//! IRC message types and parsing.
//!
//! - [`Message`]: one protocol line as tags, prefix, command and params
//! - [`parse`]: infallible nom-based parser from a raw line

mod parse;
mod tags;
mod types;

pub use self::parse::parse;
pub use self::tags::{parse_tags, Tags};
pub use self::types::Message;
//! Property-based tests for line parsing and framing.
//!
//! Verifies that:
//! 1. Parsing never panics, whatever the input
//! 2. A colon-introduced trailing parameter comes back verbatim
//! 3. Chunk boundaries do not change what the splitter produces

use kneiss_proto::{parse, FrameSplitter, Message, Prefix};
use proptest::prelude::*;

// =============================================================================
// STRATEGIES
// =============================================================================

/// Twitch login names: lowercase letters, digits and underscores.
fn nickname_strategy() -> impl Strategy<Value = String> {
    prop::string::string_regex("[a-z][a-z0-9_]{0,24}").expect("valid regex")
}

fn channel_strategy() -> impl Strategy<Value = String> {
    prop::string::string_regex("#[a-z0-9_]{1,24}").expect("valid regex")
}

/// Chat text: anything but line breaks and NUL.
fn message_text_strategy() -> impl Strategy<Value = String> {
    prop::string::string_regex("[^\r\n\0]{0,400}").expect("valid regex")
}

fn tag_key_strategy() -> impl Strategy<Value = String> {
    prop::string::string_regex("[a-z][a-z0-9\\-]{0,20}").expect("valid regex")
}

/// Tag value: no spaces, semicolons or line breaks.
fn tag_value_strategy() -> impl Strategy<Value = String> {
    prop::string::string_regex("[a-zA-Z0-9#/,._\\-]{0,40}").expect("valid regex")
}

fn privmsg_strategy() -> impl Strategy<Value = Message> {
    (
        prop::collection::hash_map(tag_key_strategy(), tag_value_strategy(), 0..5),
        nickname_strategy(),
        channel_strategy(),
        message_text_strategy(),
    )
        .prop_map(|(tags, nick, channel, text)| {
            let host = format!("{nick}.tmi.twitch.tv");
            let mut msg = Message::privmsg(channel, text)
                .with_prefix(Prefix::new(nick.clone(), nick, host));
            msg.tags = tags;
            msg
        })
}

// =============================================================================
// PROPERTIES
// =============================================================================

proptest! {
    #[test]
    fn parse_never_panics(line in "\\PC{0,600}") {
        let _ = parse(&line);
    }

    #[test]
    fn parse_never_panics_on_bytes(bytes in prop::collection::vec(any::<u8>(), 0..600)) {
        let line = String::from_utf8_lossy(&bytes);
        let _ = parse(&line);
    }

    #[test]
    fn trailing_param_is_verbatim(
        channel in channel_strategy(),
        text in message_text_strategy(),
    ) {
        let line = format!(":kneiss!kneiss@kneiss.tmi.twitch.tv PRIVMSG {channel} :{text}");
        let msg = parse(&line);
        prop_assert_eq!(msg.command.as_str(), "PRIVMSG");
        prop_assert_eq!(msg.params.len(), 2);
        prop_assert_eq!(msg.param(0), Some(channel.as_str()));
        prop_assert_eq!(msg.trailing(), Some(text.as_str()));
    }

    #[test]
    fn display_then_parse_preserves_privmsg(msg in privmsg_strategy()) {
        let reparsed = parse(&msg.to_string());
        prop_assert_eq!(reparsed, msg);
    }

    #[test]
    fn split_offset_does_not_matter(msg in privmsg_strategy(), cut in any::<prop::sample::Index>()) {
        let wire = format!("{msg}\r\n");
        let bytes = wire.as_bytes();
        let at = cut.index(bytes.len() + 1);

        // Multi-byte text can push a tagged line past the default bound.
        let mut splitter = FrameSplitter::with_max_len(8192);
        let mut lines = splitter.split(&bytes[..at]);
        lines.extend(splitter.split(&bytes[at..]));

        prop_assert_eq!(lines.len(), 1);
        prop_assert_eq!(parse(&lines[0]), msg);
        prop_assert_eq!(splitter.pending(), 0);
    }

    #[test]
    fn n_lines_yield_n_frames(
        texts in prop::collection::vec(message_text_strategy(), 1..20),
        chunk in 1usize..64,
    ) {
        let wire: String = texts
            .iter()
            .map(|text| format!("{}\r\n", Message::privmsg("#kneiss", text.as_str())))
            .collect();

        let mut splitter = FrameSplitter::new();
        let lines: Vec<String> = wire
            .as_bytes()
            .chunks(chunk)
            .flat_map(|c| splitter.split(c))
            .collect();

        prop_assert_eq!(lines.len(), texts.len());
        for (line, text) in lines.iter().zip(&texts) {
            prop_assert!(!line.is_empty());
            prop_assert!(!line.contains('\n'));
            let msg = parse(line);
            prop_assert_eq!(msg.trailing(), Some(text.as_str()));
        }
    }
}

◆ PROBLEM ◆
Filter by the word "iter": copy every line of the data that holds it.

◆ FINAL ANSWER ◆
            .iter()
        for (line, text) in lines.iter().zip(&texts) {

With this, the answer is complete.